Собственно редакторская работа в то время была еще подчинена общим представлениям о смысле и назначении культурной традиции. Многие комментаторы, например, были озабочены тем обстоятельством, что в каноне Лао-цзы не «пять тысяч знаков», предписанных преданием, а на пять сотен больше. Это объясняли присутствием в тексте служебных слов. Среди даосов в ту эпоху имел хождение список «Дао дэ цзина», который насчитывал ровно пять тысяч иероглифов и считался подлинным каноном. Впрочем, и сам канон воспринимался как всеобщая духовная матрица мироздания. Еще в середине VII века известный ученый Чэн Сюаньин в своих толкованиях на Лао-цзы называл канон «ладьей всех видов вещей». По словам Чэн Сюаньина, канон имеет три ступени проявления: во-первых, «облачные письмена сгустившейся пустоты»; во-вторых, «золотые письмена на яшмовых скрижалях, начертанные красной кистью в лесу пустоты»; и, в-третьих, «старинные письмена, написанные на орхидеевых дощечках и тонком шелку, которые стали известны в мире».

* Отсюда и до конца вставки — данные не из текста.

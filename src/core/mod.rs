// Core algorithm exports
pub mod dedupe;
pub mod distance;
pub mod filters;
pub mod rating;
pub mod selector;
pub mod session;
pub mod slug;
pub mod store;

pub use dedupe::dedupe;
pub use distance::{haversine_distance_m, search_radius_m};
pub use filters::{in_bounds, in_range};
pub use rating::average_rating;
pub use selector::{select, select_visible, SelectionResult};
pub use session::{MapEvent, MapSession, Selection};
pub use slug::slugify;
pub use store::{RestaurantStore, StoreError};
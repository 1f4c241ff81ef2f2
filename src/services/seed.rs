use serde::Deserialize;
use std::path::Path;
use thiserror::Error;
use crate::models::{Position, Rating, Restaurant};

/// Errors that can occur while loading the seed dataset
#[derive(Debug, Error)]
pub enum SeedError {
    #[error("Failed to read seed file: {0}")]
    Io(#[from] std::io::Error),

    #[error("Invalid seed data: {0}")]
    Json(#[from] serde_json::Error),

    #[error("Invalid rating for {restaurant}: {stars} stars")]
    InvalidRating { restaurant: String, stars: i64 },
}

/// Record layout of the static restaurant dataset
#[derive(Debug, Deserialize)]
struct SeedRestaurant {
    #[serde(rename = "restaurantName")]
    restaurant_name: String,
    address: String,
    lat: f64,
    long: f64,
    #[serde(default)]
    ratings: Vec<SeedRating>,
}

#[derive(Debug, Deserialize)]
struct SeedRating {
    stars: i64,
    #[serde(default)]
    comment: String,
}

impl TryFrom<SeedRestaurant> for Restaurant {
    type Error = SeedError;

    fn try_from(seed: SeedRestaurant) -> Result<Self, Self::Error> {
        let mut ratings = Vec::with_capacity(seed.ratings.len());
        for rating in seed.ratings {
            if !(0..=5).contains(&rating.stars) {
                return Err(SeedError::InvalidRating {
                    restaurant: seed.restaurant_name,
                    stars: rating.stars,
                });
            }
            ratings.push(Rating {
                stars: rating.stars as u8,
                comment: rating.comment,
            });
        }

        Ok(Restaurant {
            name: seed.restaurant_name,
            address: seed.address,
            position: Position::new(seed.lat, seed.long),
            ratings,
        })
    }
}

/// Parse the seed dataset from its JSON text
///
/// Star counts outside 0..=5 reject the whole dataset.
pub fn parse_seed(json: &str) -> Result<Vec<Restaurant>, SeedError> {
    let records: Vec<SeedRestaurant> = serde_json::from_str(json)?;
    records.into_iter().map(Restaurant::try_from).collect()
}

/// Read the seed dataset from disk
pub fn load_seed<P: AsRef<Path>>(path: P) -> Result<Vec<Restaurant>, SeedError> {
    let path = path.as_ref();
    let json = std::fs::read_to_string(path)?;
    let restaurants = parse_seed(&json)?;

    tracing::debug!("Loaded {} seed restaurants from {}", restaurants.len(), path.display());

    Ok(restaurants)
}
use geo::{HaversineDistance, Point};
use crate::models::{GeoBound, Position};

/// Great-circle distance between two positions in meters
#[inline]
pub fn haversine_distance_m(from: &Position, to: &Position) -> f64 {
    Point::new(from.lng, from.lat).haversine_distance(&Point::new(to.lng, to.lat))
}

/// Radius in meters of the circle centred on the viewport that reaches its corners
///
/// Used to turn the rectangular map viewport into the centre + radius
/// query expected by nearby place searches.
pub fn search_radius_m(bound: &GeoBound) -> f64 {
    haversine_distance_m(&bound.center(), &bound.northeast)
}
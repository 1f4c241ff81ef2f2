use actix_cors::Cors;
use actix_web::{middleware, web, App, HttpServer};
use resto_map::config::Settings;
use resto_map::core::{MapSession, RestaurantStore};
use resto_map::routes::{self, handle_json_payload_error, handle_query_payload_error, AppState};
use resto_map::services::{load_seed, PlacesClient};
use tracing::{error, info, warn};
use tracing_subscriber::EnvFilter;

#[actix_web::main]
async fn main() -> std::io::Result<()> {
    // Load .env file if present
    dotenv::dotenv().ok();

    // Load configuration
    let settings = Settings::load().unwrap_or_else(|e| {
        eprintln!("Failed to load configuration: {}", e);
        panic!("Configuration error: {}", e);
    });

    // Initialize logging; LOG_LEVEL / LOG_FORMAT override the config file
    let log_level = std::env::var("LOG_LEVEL").unwrap_or_else(|_| settings.logging.level.clone());
    let log_format = std::env::var("LOG_FORMAT").unwrap_or_else(|_| settings.logging.format.clone());

    let subscriber = tracing_subscriber::fmt()
        .with_env_filter(EnvFilter::try_new(&log_level).unwrap_or_else(|_| EnvFilter::new("info")))
        .with_target(false)
        .with_level(true);

    if log_format == "pretty" {
        subscriber.pretty().init();
    } else {
        subscriber.init();
    }

    info!("Starting Resto Map service...");

    // Seed the store
    let seed = load_seed(&settings.store.seed_path).unwrap_or_else(|e| {
        error!("Failed to load seed data from {}: {}", settings.store.seed_path, e);
        panic!("Seed data error: {}", e);
    });

    info!("Loaded {} restaurants from {}", seed.len(), settings.store.seed_path);

    let session = MapSession::new(RestaurantStore::from_seed(seed), settings.filter.star_range());

    // Initialize places client (optional - the map works from local data without it)
    let places = match PlacesClient::from_settings(&settings.places) {
        Ok(Some(client)) => {
            info!("Places lookup enabled ({})", settings.places.endpoint);
            Some(client)
        }
        Ok(None) => {
            warn!("No places API key configured, nearby search and geocoding disabled");
            None
        }
        Err(e) => {
            error!("Failed to create places client ({}), lookups disabled", e);
            None
        }
    };

    let app_state = AppState::new(session, places);

    // Configure HTTP server
    let host = settings.server.host.clone();
    let port = settings.server.port;
    let workers = settings.server.workers.unwrap_or(4);

    info!("Starting HTTP server on {}:{}", host, port);

    HttpServer::new(move || {
        let cors = Cors::permissive();

        App::new()
            .app_data(web::Data::new(app_state.clone()))
            .app_data(web::JsonConfig::default().error_handler(handle_json_payload_error))
            .app_data(web::QueryConfig::default().error_handler(handle_query_payload_error))
            .wrap(cors)
            .wrap(middleware::Logger::default())
            .wrap(middleware::Compress::default())
            .configure(routes::configure_routes)
    })
    .workers(workers)
    .bind((host, port))?
    .run()
    .await
}
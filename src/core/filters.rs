use crate::models::{GeoBound, Position, StarFilterRange};

/// Check if a position lies inside the viewport
///
/// All four edges are inclusive. A bound whose west edge is east of its
/// east edge contains nothing.
#[inline]
pub fn in_bounds(position: &Position, bound: &GeoBound) -> bool {
    position.lat >= bound.south()
        && position.lat <= bound.north()
        && position.lng >= bound.west()
        && position.lng <= bound.east()
}

/// Check if an aggregate rating falls within the star filter
#[inline]
pub fn in_range(rating: f64, range: &StarFilterRange) -> bool {
    rating >= range.min && rating <= range.max
}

В эпоху династий Сун, Юань и Мин (XI–XVII вв.), время расцвета рациональных систем неоконфуцианства, господствуют отвлеченные философские толкования. Подавляющее большинство из них написаны с конфуцианских позиций. Текстологические исследования все еще очень редки. Осуществленная в XI веке ученым Фань Юаньином сверка существующих списков «Дао дэ цзина» осталась едва ли не единственным опытом такой работы. В первой половине XVII века Цзяо Хун составил очень удачную антологию комментариев на Лао-цзы, где наибольшее внимание уделено ряду ученых сунского времени: Люй Хуэйцину, Су Чэ, Линь Сии, Ван Юаньцзэ, Ли Сичжаю, а также У Чэну (конец XIII в.). Из буддийских комментаторов этого времени отметим монаха Дэцина (конец XVI в.) – автора оригинальных и глубоких толкований на «Дао дэ цзин» и «Чжуан-цзы».
С воцарением династии Цин в середине XVII века интерес к общим рассуждениям сменяется чисто филологическими изысканиями. В Китае наступил расцвет текстологической критики, который, впрочем, не произвел революции в мировоззрении китайцев. Действительно новый взгляд на Лао-цзы смогли предложить лишь текстологи XX века, использовавшие методы современной филологической науки: Си Тун, Ма Сюйлунь, Цзян Сичан, Гао Хэн и др. Ряд фундаментальных текстологических исследований «Дао дэ цзина» принадлежит японским ученым.